Democratic Sen. Corey Booker on Sunday expressed hope that the police reform bill could pass Congress, but acknowledged it would not be easy given the disinterested Republican-controlled House of Representatives.
“I soberly assess the chances of passing a major comprehensive bill. But can we do anything? I believe we can,” Booker told NBC. “Now I put all my effort into it.”
Booker led the last major congressional talks on police reform, which took place in 2021, after a white Minneapolis police officer was convicted of murdering African American George Floyd in an incident that left sparked many protests.

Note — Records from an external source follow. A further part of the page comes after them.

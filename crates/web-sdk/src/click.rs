//! Click observer — every click reports `any_click`; clicks whose text
//! matches the configured call-to-action also report `any_cta`.

use tracing::debug;

use pixel_relay_core::config::ClickConfig;
use pixel_relay_core::{EventName, TrackingEvent};

use crate::events::ClickTarget;
use crate::host::{Listener, ListenerOptions, Page};

/// Trim, lowercase and collapse whitespace runs to a single space.
pub fn normalize(text: &str) -> String {
    text.split_whitespace()
        .collect::<Vec<_>>()
        .join(" ")
        .to_lowercase()
}

/// First `limit` characters of `text`.
pub fn truncate_chars(text: &str, limit: usize) -> String {
    text.chars().take(limit).collect()
}

pub struct ClickObserver {
    config: ClickConfig,
    expected_cta: String,
    attached: bool,
}

impl ClickObserver {
    pub fn new(config: ClickConfig, cta_text: &str) -> Self {
        Self {
            config,
            expected_cta: normalize(cta_text),
            attached: false,
        }
    }

    pub fn is_attached(&self) -> bool {
        self.attached
    }

    /// Register the document-level click listener.
    pub fn attach(&mut self, page: &dyn Page) {
        if self.attached {
            return;
        }
        page.add_listener(Listener::Click, ListenerOptions::default());
        self.attached = true;
    }

    /// True when `text` matches the configured CTA after normalisation.
    /// With no CTA configured, text-less clicks match.
    pub fn matches_cta(&self, text: &str) -> bool {
        normalize(text) == self.expected_cta
    }

    /// Events for one click, `any_click` first.
    pub fn on_click(&self, target: &ClickTarget, url: &str) -> Vec<TrackingEvent> {
        if !self.attached {
            return Vec::new();
        }
        let text = target.trimmed_text();
        let is_cta = self.matches_cta(text);
        debug!(
            clicked_text = text,
            cta_text = %self.expected_cta,
            matched = is_cta,
            "click observed"
        );

        let mut events = vec![TrackingEvent::new(EventName::AnyClick)
            .with("url", url)
            .with("text", truncate_chars(text, self.config.click_text_limit))];

        if is_cta {
            events.push(
                TrackingEvent::new(EventName::AnyCta)
                    .with("url", url)
                    .with("text", truncate_chars(text, self.config.cta_text_limit)),
            );
        }
        events
    }
}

In particular, the bill was supposed to significantly lower the threshold of legal immunity for police officers, which, if passed, would make it easier for the Justice Department to bring them to criminal liability. In the Senate, work on a similar bill stalled late last year as Republicans refused to agree to lower the threshold for police immunity, making it extremely difficult to engage. civil suits against the police.
Booker said in an interview Sunday that he met with Republican Senator Lindsey Graham about immunity and thought it was a positive step. Graham said that while he thinks immunity should protect police officers, police departments should not have such protection.
Discussions about police reform in the United States received a new impetus after the killing of Tyree Nichols by Memphis police officers in January.
Booker, however, reiterated that any bill passed in the Democratic-controlled Senate would have to pass through the Republican-controlled House of Representatives.